Still hangs for me. I'll reach out to book a meeting with you @mtairum . I probably need to borrow your machine, or check FW versions.

mikevin920 commented 4 days ago

We are also seeing similar degradation, can book a meeting and use our machine as well

aliuTT commented 4 days ago

Latest FW 80.9 on tt firmware fw_pack-80.9.0.0.fwbundle is broken for all the tests I've been given here. Where do I get the "working" FW for these models?

aliuTT commented 4 days ago

@mtairum Can you try your mixtral test with sync and async on both c1c3f6b571 and 87378f73d1e. I'm debugging with Kevin and Ammar, we're seeing without the DevicePool changes in 87378f73d1e, async mode is causing a perf degradation for larger sequence lengths for LLAMA.

aliuTT commented 4 days ago

@mtairum Can you also try without PROFILER and TRACY enabled. They can perturb e2e measurements.

mtairum commented 3 days ago

@aliuTT I've tried without PROFILER/TRACY enabled, and with/without async.

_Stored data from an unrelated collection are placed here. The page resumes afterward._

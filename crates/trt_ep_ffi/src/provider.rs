//! Process-wide adapter object the host drives.
//!
//! # Responsibility
//! - Build provider factories from the device-only or fully specified path.
//! - Serve option update/read requests for host tooling.
//! - Run registry init/teardown against an explicitly passed registry.
//!
//! # Invariants
//! - Factories are shared (`Arc`) and immutable after construction.
//! - Factory construction never consults lifecycle state.
//! - Lifecycle state is serialized behind a mutex so the singleton stays `Sync`.

use crate::abi::{legacy_defaulted_keys, OrtTensorRTProviderOptionsV2};
use crate::translate::{update_external, ExternalOptions, OptionsVersion};
use log::{debug, info, warn};
use std::sync::{Arc, Mutex, MutexGuard, OnceLock, PoisonError};
use trt_ep_core::{
    from_provider_options, to_provider_options, InMemoryKernelRegistry, KernelRegistry,
    LifecycleError, LifecycleState, OptionsError, ProviderOptions, RegistryLifecycle,
    TensorrtProviderFactory,
};

static PROVIDER: OnceLock<TensorrtProvider> = OnceLock::new();
static KERNEL_REGISTRY: OnceLock<Mutex<InMemoryKernelRegistry>> = OnceLock::new();

/// Returns the process-wide adapter.
pub fn provider() -> &'static TensorrtProvider {
    PROVIDER.get_or_init(TensorrtProvider::new)
}

/// Returns the process-wide kernel registry used by the exported hooks.
pub fn process_kernel_registry() -> &'static Mutex<InMemoryKernelRegistry> {
    KERNEL_REGISTRY.get_or_init(|| Mutex::new(InMemoryKernelRegistry::new()))
}

/// TensorRT adapter exposing factory construction, options, and lifecycle.
#[derive(Debug, Default)]
pub struct TensorrtProvider {
    lifecycle: Mutex<RegistryLifecycle>,
}

impl TensorrtProvider {
    pub fn new() -> Self {
        Self::default()
    }

    /// Minimal path: only the device is set and `has_trt_options` is `false`.
    pub fn create_factory_for_device(&self, device_id: i32) -> Arc<TensorrtProviderFactory> {
        info!(
            "event=factory_create module=provider status=ok path=device device_id={device_id}"
        );
        Arc::new(TensorrtProviderFactory::for_device(device_id))
    }

    /// Fully specified path: every field comes from `options`.
    ///
    /// # Safety
    ///
    /// Every non-null string pointer in `options` must reference a valid
    /// NUL-terminated buffer for the duration of the call.
    pub unsafe fn create_factory(&self, options: ExternalOptions<'_>) -> Arc<TensorrtProviderFactory> {
        // SAFETY: forwarded caller guarantee.
        let info = unsafe { options.to_info() };
        info!(
            "event=factory_create module=provider status=ok path=options version={:?} device_id={} engine_cache_path_set={} calibration_table_set={}",
            options.version(),
            info.device_id,
            !info.engine_cache_path.is_empty(),
            !info.int8_calibration_table_name.is_empty()
        );
        Arc::new(TensorrtProviderFactory::with_options(info))
    }

    /// Parses `options` and overwrites `out` with the result.
    ///
    /// New string buffers in `out` belong to the caller; previously held
    /// pointers are overwritten without release. The host's compute stream in
    /// `out` is kept; stream keys in `options` are ignored. `out` is untouched
    /// on error.
    ///
    /// # Errors
    /// - `OptionsError::InvalidValue` for an unparsable known key.
    pub fn update_provider_options(
        &self,
        out: &mut OrtTensorRTProviderOptionsV2,
        options: &ProviderOptions,
    ) -> Result<(), OptionsError> {
        let info = match from_provider_options(options) {
            Ok(info) => info,
            Err(err) => {
                warn!(
                    "event=options_update module=provider status=error error_code=invalid_value error={err}"
                );
                return Err(err);
            }
        };
        update_external(&info, out);
        debug!(
            "event=options_update module=provider status=ok keys={}",
            options.len()
        );
        Ok(())
    }

    /// Converts external options to the generic mapping.
    ///
    /// # Safety
    ///
    /// Every non-null string pointer in `options` must reference a valid
    /// NUL-terminated buffer for the duration of the call.
    pub unsafe fn get_provider_options(&self, options: ExternalOptions<'_>) -> ProviderOptions {
        // SAFETY: forwarded caller guarantee.
        let info = unsafe { options.to_info() };
        if options.version() == OptionsVersion::Legacy {
            for key in legacy_defaulted_keys() {
                debug!("event=options_read module=provider status=defaulted key={key}");
            }
        }
        to_provider_options(&info)
    }

    /// Registers backend kernels into `registry`.
    ///
    /// # Errors
    /// - Forwards lifecycle transition and registry errors.
    pub fn initialize(&self, registry: &mut dyn KernelRegistry) -> Result<(), LifecycleError> {
        self.lock_lifecycle().initialize(registry)
    }

    /// Unregisters backend kernels from `registry`.
    ///
    /// Every provider built by this adapter's factories should be dropped first.
    ///
    /// # Errors
    /// - Forwards lifecycle transition errors.
    pub fn shutdown(&self, registry: &mut dyn KernelRegistry) -> Result<(), LifecycleError> {
        self.lock_lifecycle().shutdown(registry)
    }

    pub fn lifecycle_state(&self) -> LifecycleState {
        self.lock_lifecycle().state()
    }

    fn lock_lifecycle(&self) -> MutexGuard<'_, RegistryLifecycle> {
        self.lifecycle
            .lock()
            .unwrap_or_else(PoisonError::into_inner)
    }
}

Only async e2e perf seems affected, like you mentioned. Numbers below.

Good commit: c1c3f6b571

Bad commit 87378f73d1e

aliuTT commented 3 days ago

I was getting a hang on sjc-snva-t3011 and sjc-lab-t3005 for mixtral tests. I'm able to repro a passing case on sjc-lab-t3004 will continue looking.

aliuTT commented 2 days ago

@mikevin920 @mtairum Found the bug, which was causing device to always set its work executor to worker 0. Try out dc3c72f as a fix, on your repro cases for a few weeks ago and on main if possible. I was seeing the mixtral perf recovering to ~250ms e2e again with this change. I have a PR to push this to main.

mtairum commented 1 day ago

Great work @aliuTT .

I did some testing and can confirm that the perf on main matches what we would expect. Mixtral e2e measured at 117ms.

Also tested on previous bad commit with the fix on and the perf is around ~150ms which is close to what it was as well. 👍

aliuTT commented 1 day ago

Pushed to main, seems like issue is resolved.